By Kaewmala

Thai lawmakers made world headlines this week. It wasn’t exactly the kind of international press that would make them or Thailand proud. A BBC world headline on April 18, 2012 read “Image of naked woman halts Thai parliament debate.” At home, the Bangkok Post published the image of a half-naked woman captured on the parliament LCD screen.

Pornographic image flashing on Thai parliament screen, source: Khao Sod http://goo.gl/8FLOU

The revelation caused much brouhaha in the porn-loving Thai online community (which just freshly emerged from virtual Songkran reveling with the famous Japanese adult video star Sora Aoi in Buriram). Nonetheless, not all could openly profess to appreciate pornography like ordinary netizens, especially those with a public face to keep.

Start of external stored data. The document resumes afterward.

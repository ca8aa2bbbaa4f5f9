//! Per-line aggregation of word box geometry.

use crate::script::ScriptClass;
use crate::types::WordBox;
use std::collections::BTreeMap;

/// Geometry and word statistics of one text line, derived on demand from
/// the page's non-margin boxes.
#[derive(Debug, Clone, PartialEq)]
pub struct LineMetrics {
    pub line_id: i64,
    pub min_x: f32,
    pub max_x: f32,
    pub min_y: f32,
    pub max_y: f32,
    /// All words on the line, placeholders included.
    pub word_count: usize,
    /// Non-placeholder words.
    pub content_words: usize,
    /// Non-placeholder Hebrew or Hebrew-mixed words.
    pub hebrew_words: usize,
    /// Non-placeholder Latin-only words.
    pub latin_words: usize,
    pub first_word: String,
    pub second_word: Option<String>,
}

impl LineMetrics {
    pub fn width(&self) -> f32 {
        self.max_x - self.min_x
    }

    pub fn midpoint(&self) -> f32 {
        (self.min_x + self.max_x) / 2.0
    }

    /// Paragraph portion of the line id (`block * 10^3 + par`).
    pub fn paragraph_number(&self) -> i64 {
        self.line_id / 1_000
    }
}

/// Aggregate non-margin boxes into per-line metrics, sorted by `min_y`.
pub fn collect_line_metrics(boxes: &[WordBox]) -> Vec<LineMetrics> {
    let mut lines: BTreeMap<i64, Vec<&WordBox>> = BTreeMap::new();
    for word in boxes.iter().filter(|b| !b.is_margin) {
        lines.entry(word.line_id).or_default().push(word);
    }

    let mut metrics: Vec<LineMetrics> = lines
        .into_iter()
        .map(|(line_id, mut words)| {
            words.sort_by_key(|w| w.word_num);

            let mut min_x = f32::MAX;
            let mut max_x = f32::MIN;
            let mut min_y = f32::MAX;
            let mut max_y = f32::MIN;
            let mut content_words = 0usize;
            let mut hebrew_words = 0usize;
            let mut latin_words = 0usize;
            for word in &words {
                min_x = min_x.min(word.frame.x);
                max_x = max_x.max(word.frame.right());
                min_y = min_y.min(word.frame.y);
                max_y = max_y.max(word.frame.bottom());
                if !word.is_placeholder {
                    content_words += 1;
                    match ScriptClass::of(&word.text) {
                        ScriptClass::Hebrew | ScriptClass::HebrewMixed => hebrew_words += 1,
                        ScriptClass::LatinOnly => latin_words += 1,
                        _ => {}
                    }
                }
            }

            LineMetrics {
                line_id,
                min_x,
                max_x,
                min_y,
                max_y,
                word_count: words.len(),
                content_words,
                hebrew_words,
                latin_words,
                first_word: words[0].text.clone(),
                second_word: words.get(1).map(|w| w.text.clone()),
            }
        })
        .collect();

    metrics.sort_by(|a, b| a.min_y.total_cmp(&b.min_y));
    metrics
}
//! Left margin column detection.

use crate::config::MarginConfig;
use crate::types::WordBox;

/// Find the vertical gap separating the main text from a left-side margin
/// column and flag every box left of it.
///
/// The page width is not known at this point, so it is derived from the
/// rightmost box left edge with 10% slack. The margin boundary is searched
/// as the largest gap between adjacent left edges whose midpoint falls in
/// the configured band; narrow gaps are rejected. Returns the boundary X
/// when a margin column was found.
pub fn tag_margin_boxes(boxes: &mut [WordBox], config: &MarginConfig) -> Option<f32> {
    if boxes.len() < config.min_boxes {
        return None;
    }

    let max_x = boxes.iter().map(|b| b.frame.x).fold(f32::MIN, f32::max);
    if max_x <= 0.0 {
        return None;
    }
    let tsv_width = max_x * 1.1;
    let band = (config.band_start * tsv_width, config.band_end * tsv_width);

    let mut edges: Vec<f32> = boxes.iter().map(|b| b.frame.x).collect();
    edges.sort_by(|a, b| a.total_cmp(b));

    let mut best_gap = 0.0f32;
    let mut boundary = None;
    for pair in edges.windows(2) {
        let gap = pair[1] - pair[0];
        let midpoint = (pair[0] + pair[1]) / 2.0;
        if midpoint >= band.0 && midpoint <= band.1 && gap > best_gap {
            best_gap = gap;
            boundary = Some(midpoint);
        }
    }

    let boundary = boundary?;
    if best_gap <= config.min_gap_ratio * tsv_width {
        return None;
    }

    for word in boxes.iter_mut() {
        if word.frame.x < boundary {
            word.is_margin = true;
        }
    }
    tracing::debug!(boundary, best_gap, "margin column detected");
    Some(boundary)
}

With the image of a panty-less woman in a provocative pose flashing across a giant monitor, face the size of the Thai parliament hall was shattered. Senior lawmakers blushed profusely, scrambling to give a plausible explanation. Hackers must have infiltrated the parliament network, they said.

The Bangkok Post obligingly ran the story with the headline, “Porn pic hack shocks MPs.” As it turned out it wasn’t a hack job as many already suspected, but a technical glitch; the parliament technicians at the video control accidentally switched to a wrong screen which had a porno image they obviously didn’t mean to share with the esteemed assembly.*

[*UPDATE: According to the Bangkok Post report on 24 April, a probe revealed that the porn image was not transmitted by parliament audio-visual staff. Speculation has now been shifted to mobile & portable devices which might have transmitted the image via the WiFi system from within the parliament. Further investigation is underway.]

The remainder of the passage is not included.